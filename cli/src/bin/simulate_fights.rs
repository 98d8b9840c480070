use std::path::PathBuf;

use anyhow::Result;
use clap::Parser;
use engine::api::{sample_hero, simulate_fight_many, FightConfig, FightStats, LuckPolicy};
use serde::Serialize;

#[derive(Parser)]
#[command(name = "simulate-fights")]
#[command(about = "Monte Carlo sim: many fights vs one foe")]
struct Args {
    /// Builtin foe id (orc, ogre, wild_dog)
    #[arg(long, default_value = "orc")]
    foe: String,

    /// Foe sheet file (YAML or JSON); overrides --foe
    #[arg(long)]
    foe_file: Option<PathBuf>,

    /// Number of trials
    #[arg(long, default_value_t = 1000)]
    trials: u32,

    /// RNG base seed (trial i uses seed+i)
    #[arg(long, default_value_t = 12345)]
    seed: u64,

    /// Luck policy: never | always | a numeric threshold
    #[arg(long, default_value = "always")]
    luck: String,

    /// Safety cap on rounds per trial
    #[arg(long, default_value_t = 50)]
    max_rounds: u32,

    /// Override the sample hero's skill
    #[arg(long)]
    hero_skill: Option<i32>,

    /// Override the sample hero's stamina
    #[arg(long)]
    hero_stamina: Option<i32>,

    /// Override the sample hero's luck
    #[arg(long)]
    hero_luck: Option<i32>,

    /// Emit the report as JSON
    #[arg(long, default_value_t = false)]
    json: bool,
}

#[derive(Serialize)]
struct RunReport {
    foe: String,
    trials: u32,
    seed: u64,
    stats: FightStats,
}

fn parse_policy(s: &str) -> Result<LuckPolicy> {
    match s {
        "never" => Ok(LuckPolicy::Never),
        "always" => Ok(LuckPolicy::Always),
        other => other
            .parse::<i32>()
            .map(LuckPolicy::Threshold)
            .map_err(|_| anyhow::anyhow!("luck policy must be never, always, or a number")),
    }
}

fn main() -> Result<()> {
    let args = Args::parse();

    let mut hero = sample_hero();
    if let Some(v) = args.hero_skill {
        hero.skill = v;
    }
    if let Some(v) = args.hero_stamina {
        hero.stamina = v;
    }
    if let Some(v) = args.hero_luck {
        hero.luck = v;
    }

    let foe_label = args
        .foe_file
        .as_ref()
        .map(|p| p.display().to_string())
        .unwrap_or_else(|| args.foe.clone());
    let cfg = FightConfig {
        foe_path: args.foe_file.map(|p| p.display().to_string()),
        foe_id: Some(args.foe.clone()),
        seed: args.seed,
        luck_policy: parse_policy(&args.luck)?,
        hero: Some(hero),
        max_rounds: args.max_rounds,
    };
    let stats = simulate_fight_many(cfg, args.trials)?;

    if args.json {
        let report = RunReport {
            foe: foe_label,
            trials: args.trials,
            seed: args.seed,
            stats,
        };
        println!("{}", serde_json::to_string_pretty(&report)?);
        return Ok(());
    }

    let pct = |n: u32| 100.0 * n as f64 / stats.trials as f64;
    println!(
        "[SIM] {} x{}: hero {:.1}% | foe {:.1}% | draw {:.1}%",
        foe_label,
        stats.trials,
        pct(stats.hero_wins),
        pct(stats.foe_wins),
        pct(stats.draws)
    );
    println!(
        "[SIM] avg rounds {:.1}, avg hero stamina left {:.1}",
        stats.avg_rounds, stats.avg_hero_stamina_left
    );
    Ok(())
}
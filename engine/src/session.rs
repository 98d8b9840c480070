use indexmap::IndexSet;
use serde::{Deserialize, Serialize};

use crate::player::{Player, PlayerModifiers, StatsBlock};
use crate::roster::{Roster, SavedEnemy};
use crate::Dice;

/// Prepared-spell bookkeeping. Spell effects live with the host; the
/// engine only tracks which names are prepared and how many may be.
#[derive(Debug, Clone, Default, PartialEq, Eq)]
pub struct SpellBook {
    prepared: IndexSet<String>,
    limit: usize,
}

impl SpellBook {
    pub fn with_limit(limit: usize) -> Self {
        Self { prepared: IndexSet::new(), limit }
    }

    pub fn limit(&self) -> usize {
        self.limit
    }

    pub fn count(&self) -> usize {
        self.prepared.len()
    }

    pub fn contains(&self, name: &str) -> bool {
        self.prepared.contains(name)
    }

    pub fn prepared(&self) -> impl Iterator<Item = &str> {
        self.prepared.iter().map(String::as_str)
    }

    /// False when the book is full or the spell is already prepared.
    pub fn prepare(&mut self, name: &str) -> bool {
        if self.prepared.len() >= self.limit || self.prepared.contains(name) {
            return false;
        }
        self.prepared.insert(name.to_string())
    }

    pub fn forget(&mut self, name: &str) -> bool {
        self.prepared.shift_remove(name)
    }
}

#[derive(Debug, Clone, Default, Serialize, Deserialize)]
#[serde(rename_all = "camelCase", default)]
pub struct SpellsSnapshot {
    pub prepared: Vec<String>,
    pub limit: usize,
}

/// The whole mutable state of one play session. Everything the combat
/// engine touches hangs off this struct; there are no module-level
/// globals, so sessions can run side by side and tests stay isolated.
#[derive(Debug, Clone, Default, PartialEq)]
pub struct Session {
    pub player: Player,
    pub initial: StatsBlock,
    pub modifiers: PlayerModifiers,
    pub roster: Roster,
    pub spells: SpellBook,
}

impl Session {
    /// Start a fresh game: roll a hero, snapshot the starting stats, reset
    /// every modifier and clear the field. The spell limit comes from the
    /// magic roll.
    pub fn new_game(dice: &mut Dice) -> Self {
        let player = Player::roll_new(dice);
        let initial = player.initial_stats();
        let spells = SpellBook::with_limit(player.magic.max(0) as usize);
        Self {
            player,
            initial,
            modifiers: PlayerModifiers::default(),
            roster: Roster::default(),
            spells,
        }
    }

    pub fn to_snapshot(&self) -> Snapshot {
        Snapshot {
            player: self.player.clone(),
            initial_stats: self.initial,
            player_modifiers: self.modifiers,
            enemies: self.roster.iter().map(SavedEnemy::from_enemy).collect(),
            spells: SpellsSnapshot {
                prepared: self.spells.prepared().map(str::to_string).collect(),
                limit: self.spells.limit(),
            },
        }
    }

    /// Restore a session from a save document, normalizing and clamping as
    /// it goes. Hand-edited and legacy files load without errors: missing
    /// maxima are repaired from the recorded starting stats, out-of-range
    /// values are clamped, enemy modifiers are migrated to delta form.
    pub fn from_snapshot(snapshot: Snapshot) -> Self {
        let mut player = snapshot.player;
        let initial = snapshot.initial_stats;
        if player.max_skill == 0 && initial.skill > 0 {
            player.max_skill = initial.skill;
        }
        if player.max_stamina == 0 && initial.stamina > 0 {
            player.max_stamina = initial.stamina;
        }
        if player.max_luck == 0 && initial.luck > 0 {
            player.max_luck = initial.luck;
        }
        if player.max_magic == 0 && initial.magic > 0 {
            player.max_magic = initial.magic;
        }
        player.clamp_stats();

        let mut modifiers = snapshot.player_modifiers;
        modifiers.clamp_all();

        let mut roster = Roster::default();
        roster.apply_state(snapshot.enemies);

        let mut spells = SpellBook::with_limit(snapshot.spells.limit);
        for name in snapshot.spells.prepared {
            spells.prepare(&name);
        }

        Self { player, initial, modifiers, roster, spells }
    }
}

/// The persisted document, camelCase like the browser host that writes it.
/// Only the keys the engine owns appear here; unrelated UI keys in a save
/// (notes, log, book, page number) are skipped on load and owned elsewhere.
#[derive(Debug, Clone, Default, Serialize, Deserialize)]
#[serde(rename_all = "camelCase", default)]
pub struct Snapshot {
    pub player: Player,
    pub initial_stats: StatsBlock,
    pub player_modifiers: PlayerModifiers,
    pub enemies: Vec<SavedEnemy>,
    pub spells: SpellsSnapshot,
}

Your objective :: Word for word, give back all the lines above.

Answer to the problem ::
filename cli/src/bin/simulate_fights.rs
repository 98d8b9840c480070
use std::path::PathBuf;

use anyhow::Result;
use clap::Parser;
use engine::api::{sample_hero, simulate_fight_many, FightConfig, FightStats, LuckPolicy};
use serde::Serialize;

#[derive(Parser)]
#[command(name = "simulate-fights")]
#[command(about = "Monte Carlo sim: many fights vs one foe")]
struct Args {
    /// Builtin foe id (orc, ogre, wild_dog)
    #[arg(long, default_value = "orc")]
    foe: String,

    /// Foe sheet file (YAML or JSON); overrides --foe
    #[arg(long)]
    foe_file: Option<PathBuf>,

    /// Number of trials
    #[arg(long, default_value_t = 1000)]
    trials: u32,

    /// RNG base seed (trial i uses seed+i)
    #[arg(long, default_value_t = 12345)]
    seed: u64,

    /// Luck policy: never | always | a numeric threshold
    #[arg(long, default_value = "always")]
    luck: String,

    /// Safety cap on rounds per trial
    #[arg(long, default_value_t = 50)]
    max_rounds: u32,

    /// Override the sample hero's skill
    #[arg(long)]
    hero_skill: Option<i32>,

    /// Override the sample hero's stamina
    #[arg(long)]
    hero_stamina: Option<i32>,

    /// Override the sample hero's luck
    #[arg(long)]
    hero_luck: Option<i32>,

    /// Emit the report as JSON
    #[arg(long, default_value_t = false)]
    json: bool,
}

#[derive(Serialize)]
struct RunReport {
    foe: String,
    trials: u32,
    seed: u64,
    stats: FightStats,
}

fn parse_policy(s: &str) -> Result<LuckPolicy> {
    match s {
        "never" => Ok(LuckPolicy::Never),
        "always" => Ok(LuckPolicy::Always),
        other => other
            .parse::<i32>()
            .map(LuckPolicy::Threshold)
            .map_err(|_| anyhow::anyhow!("luck policy must be never, always, or a number")),
    }
}

fn main() -> Result<()> {
    let args = Args::parse();

    let mut hero = sample_hero();
    if let Some(v) = args.hero_skill {
        hero.skill = v;
    }
    if let Some(v) = args.hero_stamina {
        hero.stamina = v;
    }
    if let Some(v) = args.hero_luck {
        hero.luck = v;
    }

    let foe_label = args
        .foe_file
        .as_ref()
        .map(|p| p.display().to_string())
        .unwrap_or_else(|| args.foe.clone());
    let cfg = FightConfig {
        foe_path: args.foe_file.map(|p| p.display().to_string()),
        foe_id: Some(args.foe.clone()),
        seed: args.seed,
        luck_policy: parse_policy(&args.luck)?,
        hero: Some(hero),
        max_rounds: args.max_rounds,
    };
    let stats = simulate_fight_many(cfg, args.trials)?;

    if args.json {
        let report = RunReport {
            foe: foe_label,
            trials: args.trials,
            seed: args.seed,
            stats,
        };
        println!("{}", serde_json::to_string_pretty(&report)?);
        return Ok(());
    }

    let pct = |n: u32| 100.0 * n as f64 / stats.trials as f64;
    println!(
        "[SIM] {} x{}: hero {:.1}% | foe {:.1}% | draw {:.1}%",
        foe_label,
        stats.trials,
        pct(stats.hero_wins),
        pct(stats.foe_wins),
        pct(stats.draws)
    );
    println!(
        "[SIM] avg rounds {:.1}, avg hero stamina left {:.1}",
        stats.avg_rounds, stats.avg_hero_stamina_left
    );
    Ok(())
}
filename engine/src/session.rs
repository 98d8b9840c480070
use indexmap::IndexSet;
use serde::{Deserialize, Serialize};

use crate::player::{Player, PlayerModifiers, StatsBlock};
use crate::roster::{Roster, SavedEnemy};
use crate::Dice;

/// Prepared-spell bookkeeping. Spell effects live with the host; the
/// engine only tracks which names are prepared and how many may be.
#[derive(Debug, Clone, Default, PartialEq, Eq)]
pub struct SpellBook {
    prepared: IndexSet<String>,
    limit: usize,
}

impl SpellBook {
    pub fn with_limit(limit: usize) -> Self {
        Self { prepared: IndexSet::new(), limit }
    }

    pub fn limit(&self) -> usize {
        self.limit
    }

    pub fn count(&self) -> usize {
        self.prepared.len()
    }

    pub fn contains(&self, name: &str) -> bool {
        self.prepared.contains(name)
    }

    pub fn prepared(&self) -> impl Iterator<Item = &str> {
        self.prepared.iter().map(String::as_str)
    }

    /// False when the book is full or the spell is already prepared.
    pub fn prepare(&mut self, name: &str) -> bool {
        if self.prepared.len() >= self.limit || self.prepared.contains(name) {
            return false;
        }
        self.prepared.insert(name.to_string())
    }

    pub fn forget(&mut self, name: &str) -> bool {
        self.prepared.shift_remove(name)
    }
}

#[derive(Debug, Clone, Default, Serialize, Deserialize)]
#[serde(rename_all = "camelCase", default)]
pub struct SpellsSnapshot {
    pub prepared: Vec<String>,
    pub limit: usize,
}

/// The whole mutable state of one play session. Everything the combat
/// engine touches hangs off this struct; there are no module-level
/// globals, so sessions can run side by side and tests stay isolated.
#[derive(Debug, Clone, Default, PartialEq)]
pub struct Session {
    pub player: Player,
    pub initial: StatsBlock,
    pub modifiers: PlayerModifiers,
    pub roster: Roster,
    pub spells: SpellBook,
}

impl Session {
    /// Start a fresh game: roll a hero, snapshot the starting stats, reset
    /// every modifier and clear the field. The spell limit comes from the
    /// magic roll.
    pub fn new_game(dice: &mut Dice) -> Self {
        let player = Player::roll_new(dice);
        let initial = player.initial_stats();
        let spells = SpellBook::with_limit(player.magic.max(0) as usize);
        Self {
            player,
            initial,
            modifiers: PlayerModifiers::default(),
            roster: Roster::default(),
            spells,
        }
    }

    pub fn to_snapshot(&self) -> Snapshot {
        Snapshot {
            player: self.player.clone(),
            initial_stats: self.initial,
            player_modifiers: self.modifiers,
            enemies: self.roster.iter().map(SavedEnemy::from_enemy).collect(),
            spells: SpellsSnapshot {
                prepared: self.spells.prepared().map(str::to_string).collect(),
                limit: self.spells.limit(),
            },
        }
    }

    /// Restore a session from a save document, normalizing and clamping as
    /// it goes. Hand-edited and legacy files load without errors: missing
    /// maxima are repaired from the recorded starting stats, out-of-range
    /// values are clamped, enemy modifiers are migrated to delta form.
    pub fn from_snapshot(snapshot: Snapshot) -> Self {
        let mut player = snapshot.player;
        let initial = snapshot.initial_stats;
        if player.max_skill == 0 && initial.skill > 0 {
            player.max_skill = initial.skill;
        }
        if player.max_stamina == 0 && initial.stamina > 0 {
            player.max_stamina = initial.stamina;
        }
        if player.max_luck == 0 && initial.luck > 0 {
            player.max_luck = initial.luck;
        }
        if player.max_magic == 0 && initial.magic > 0 {
            player.max_magic = initial.magic;
        }
        player.clamp_stats();

        let mut modifiers = snapshot.player_modifiers;
        modifiers.clamp_all();

        let mut roster = Roster::default();
        roster.apply_state(snapshot.enemies);

        let mut spells = SpellBook::with_limit(snapshot.spells.limit);
        for name in snapshot.spells.prepared {
            spells.prepare(&name);
        }

        Self { player, initial, modifiers, roster, spells }
    }
}

/// The persisted document, camelCase like the browser host that writes it.
/// Only the keys the engine owns appear here; unrelated UI keys in a save
/// (notes, log, book, page number) are skipped on load and owned elsewhere.
#[derive(Debug, Clone, Default, Serialize, Deserialize)]
#[serde(rename_all = "camelCase", default)]
pub struct Snapshot {
    pub player: Player,
    pub initial_stats: StatsBlock,
    pub player_modifiers: PlayerModifiers,
    pub enemies: Vec<SavedEnemy>,
    pub spells: SpellsSnapshot,
}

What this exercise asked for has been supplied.